**Provided material**

-- Opening Marker --

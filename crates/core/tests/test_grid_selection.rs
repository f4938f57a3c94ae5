use hexgrid::{
    CoordOffset, GridConfig, Hex, HexGrid, OrientationKind, Selection,
};

/// The grid used by most of these tests: 5x5 flat tiles with radius 10
fn flat_grid() -> HexGrid {
    HexGrid::new(GridConfig {
        size: 10.0,
        orientation: OrientationKind::Flat,
        cols: 5,
        rows: 5,
        ..Default::default()
    })
    .unwrap()
}

#[test]
fn test_select_top_left() {
    let mut grid = flat_grid();
    match grid.on_select_hex(8.0, 11.0) {
        Selection::Hit {
            index,
            hex,
            offset,
            selected,
            changed,
        } => {
            assert_eq!(index, 0);
            assert_eq!(hex, Hex::ORIGIN);
            assert_eq!(offset, CoordOffset::new(0, 0));
            assert!(selected);
            assert!(changed);
        }
        Selection::Miss => panic!("expected a hit at px(8, 11)"),
    }
}

#[test]
fn test_select_outside() {
    let mut grid = flat_grid();
    assert_eq!(grid.on_select_hex(0.0, 0.0), Selection::Miss);
    assert_eq!(grid.cell_at_pixel(0.0, 0.0), None);
    assert_eq!(grid.on_select_hex(-100.0, 30.0), Selection::Miss);
    assert_eq!(grid.on_select_hex(1000.0, 1000.0), Selection::Miss);
    assert_eq!(grid.selected().count(), 0);
}

#[test]
fn test_select_and_range() {
    let mut grid = flat_grid();
    let selection = grid.on_select_hex(43.0, 43.0);
    let hex = Hex::new(2, 1, -3).unwrap();
    assert_eq!(
        selection,
        Selection::Hit {
            index: 12,
            hex,
            offset: CoordOffset::new(2, 2),
            selected: true,
            changed: true,
        }
    );

    let range = grid.range(hex, 2);
    assert_eq!(range.len(), 19);
    assert!(range.iter().all(|cell| cell.position().distance(hex) <= 2));
    // Only the center was selected
    assert_eq!(range.iter().filter(|cell| cell.is_selected()).count(), 1);
}

#[test]
fn test_select_non_finite() {
    let mut grid = flat_grid();
    let pixels = [
        (f64::NAN, f64::NAN),
        (f64::NAN, 11.0),
        (8.0, f64::NAN),
        (f64::INFINITY, 11.0),
        (f64::NEG_INFINITY, f64::INFINITY),
    ];
    for (x, y) in pixels {
        let selection = grid.on_select_hex(x, y);
        assert_eq!(selection, Selection::Miss, "px({}, {})", x, y);
        assert_eq!(grid.cell_at_pixel(x, y), None);
    }
    assert_eq!(grid.selected().count(), 0);
}

#[test]
fn test_select_far_away() {
    let mut grid = flat_grid();
    let pixels = [(1e11, 1e11), (-1e11, 1e11), (1e9, -1e9), (f64::MAX, 0.0)];
    for (x, y) in pixels {
        let selection = grid.on_select_hex(x, y);
        assert_eq!(selection, Selection::Miss, "px({}, {})", x, y);
    }
    assert_eq!(grid.selected().count(), 0);
}

#[test]
fn test_range_far_away() {
    let grid = flat_grid();
    for center in [
        Hex::new_qr(i32::MAX, 0),
        Hex::new_qr(i32::MAX, -i32::MAX),
        Hex::new_qr(-i32::MAX, i32::MAX),
        Hex::new_qr(0, i32::MIN + 1),
    ] {
        let range = grid.range(center, 2);
        assert!(range.is_empty(), "range around {:?}", center);
    }
}

#[test]
fn test_toggle_twice() {
    let mut grid = flat_grid();
    let hex = Hex::new(2, 1, -3).unwrap();
    assert!(!grid.is_selected(hex));
    grid.on_select_hex(43.0, 43.0);
    assert!(grid.is_selected(hex));
    grid.on_select_hex(43.0, 43.0);
    assert!(!grid.is_selected(hex));
}

#[test]
fn test_cell_at_pixel_is_read_only() {
    let grid = flat_grid();
    let cell = grid.cell_at_pixel(43.0, 43.0).unwrap();
    assert_eq!(cell.offset(), CoordOffset::new(2, 2));
    assert!(!cell.is_selected());
    assert_eq!(grid.cell(12), Some(cell));
}

#[test]
fn test_range_clipped_at_corner() {
    let grid = flat_grid();
    // Top-left corner only has part of its neighborhood inside the grid
    let range = grid.range(Hex::ORIGIN, 2);
    assert!(!range.is_empty());
    assert!(range.len() < 19);
    assert!(range
        .iter()
        .all(|cell| cell.position().distance(Hex::ORIGIN) <= 2));
}

#[test]
fn test_dimensions() {
    let config = GridConfig {
        size: 1.0,
        cols: 2,
        rows: 2,
        ..Default::default()
    };
    let flat = HexGrid::new(config).unwrap();
    let pointy = HexGrid::new(GridConfig {
        orientation: OrientationKind::Pointy,
        ..config
    })
    .unwrap();

    assert_eq!(flat.hex_width(), 2.0);
    assert_eq!(pointy.hex_height(), 2.0);
    assert!((flat.grid_width() - 3.5).abs() < 1e-9);
    assert!((flat.grid_height() - 4.330127018922193).abs() < 1e-9);
    assert!((pointy.grid_width() - 4.330127018922193).abs() < 1e-9);
    assert!((pointy.grid_height() - 3.5).abs() < 1e-9);
}

#[test]
fn test_selection_json() {
    let mut grid = flat_grid();
    let json = serde_json::to_value(grid.on_select_hex(8.0, 11.0)).unwrap();
    assert_eq!(json["outcome"], "hit");
    assert_eq!(json["index"], 0);
    assert_eq!(json["selected"], true);
    let json = serde_json::to_value(grid.on_select_hex(0.0, 0.0)).unwrap();
    assert_eq!(json, serde_json::json!({"outcome": "miss"}));
}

-- Closing Marker --

**Work task**
Go through the entries above and copy each line with "changed" in it.

**Answer space**
            changed,
            assert!(changed);
            changed: true,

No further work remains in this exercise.